Data for this exercise:
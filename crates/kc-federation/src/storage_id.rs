//! Storage ids for federated users.
//!
//! Federated users are addressed as `f:<component id>:<external id>`.
//! Anything without the `f:` prefix is a local user id.

use std::fmt;

const FEDERATED_PREFIX: &str = "f:";

/// A parsed user id.
#[derive(Debug, Clone, PartialEq, Eq, Hash)]
pub struct StorageId {
    provider_id: Option<String>,
    external_id: String,
}

impl StorageId {
    /// Creates a storage id for a user owned by `provider_id`.
    #[must_use]
    pub fn new(provider_id: impl Into<String>, external_id: impl Into<String>) -> Self {
        Self {
            provider_id: Some(provider_id.into()),
            external_id: external_id.into(),
        }
    }

    /// Parses a user id.
    ///
    /// The external id is everything after the second colon, so it may
    /// itself contain colons.
    #[must_use]
    pub fn parse(id: &str) -> Self {
        if let Some(rest) = id.strip_prefix(FEDERATED_PREFIX) {
            if let Some((provider, external)) = rest.split_once(':') {
                return Self {
                    provider_id: Some(provider.to_string()),
                    external_id: external.to_string(),
                };
            }
        }
        Self {
            provider_id: None,
            external_id: id.to_string(),
        }
    }

    /// Returns the external part of a user id.
    #[must_use]
    pub fn external_id_of(id: &str) -> String {
        Self::parse(id).external_id
    }

    /// Returns the owning provider, if the id is federated.
    #[must_use]
    pub fn provider_id(&self) -> Option<&str> {
        self.provider_id.as_deref()
    }

    /// Returns the id inside the external store.
    #[must_use]
    pub fn external_id(&self) -> &str {
        &self.external_id
    }

    /// Returns true for ids of local users.
    #[must_use]
    pub const fn is_local(&self) -> bool {
        self.provider_id.is_none()
    }
}

impl fmt::Display for StorageId {
    fn fmt(&self, f: &mut fmt::Formatter<'_>) -> fmt::Result {
        match &self.provider_id {
            Some(provider) => write!(f, "{FEDERATED_PREFIX}{provider}:{}", self.external_id),
            None => f.write_str(&self.external_id),
        }
    }
}
//! # kc-federation-sql
//!
//! User federation against an operator-owned SQL database.
//!
//! The operator supplies the SQL: one parameterized statement per
//! directory operation (lookup, search, count, credential read and write).
//! This crate runs those statements through a connection pool, pages them
//! in the database's own dialect, maps result rows to users, and verifies
//! passwords stored with a legacy iterated salted digest.
//!
//! ## Layout
//!
//! - [`dialect`] / [`paging`]: per-database connection check and row windowing
//! - [`datasource`] / [`executor`]: pooled execution with parameter binding
//! - [`credential`]: iterated salted digests and Argon2 verification
//! - [`config`]: the query template set and connection settings
//! - [`repository`]: directory operations over the templates
//! - [`provider`] / [`sync`] / [`factory`] / [`listener`]: host integration

#![forbid(unsafe_code)]
#![deny(missing_docs)]

pub mod config;
pub mod credential;
pub mod datasource;
pub mod dialect;
pub mod error;
pub mod executor;
pub mod factory;
pub mod listener;
pub mod mapper;
pub mod paging;
pub mod provider;
pub mod repository;
pub mod sync;

pub use config::{ConnectionSettings, ProviderConfig, QueryConfigurations};
pub use credential::{CredentialRecord, PasswordScheme};
pub use datasource::{DataSource, ResultSet, SqlxDataSource};
pub use dialect::Rdbms;
pub use error::{SqlFederationError, SqlResult};
pub use factory::{SqlUserStorageProviderFactory, PROVIDER_ID};
pub use listener::ProfileUpdateListener;
pub use paging::Pageable;
pub use provider::SqlUserStorageProvider;
pub use repository::UserRepository;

Exercise details: Show the lines of the listing above with "iterated".

Your solution:
//! passwords stored with a legacy iterated salted digest.
//! - [`credential`]: iterated salted digests and Argon2 verification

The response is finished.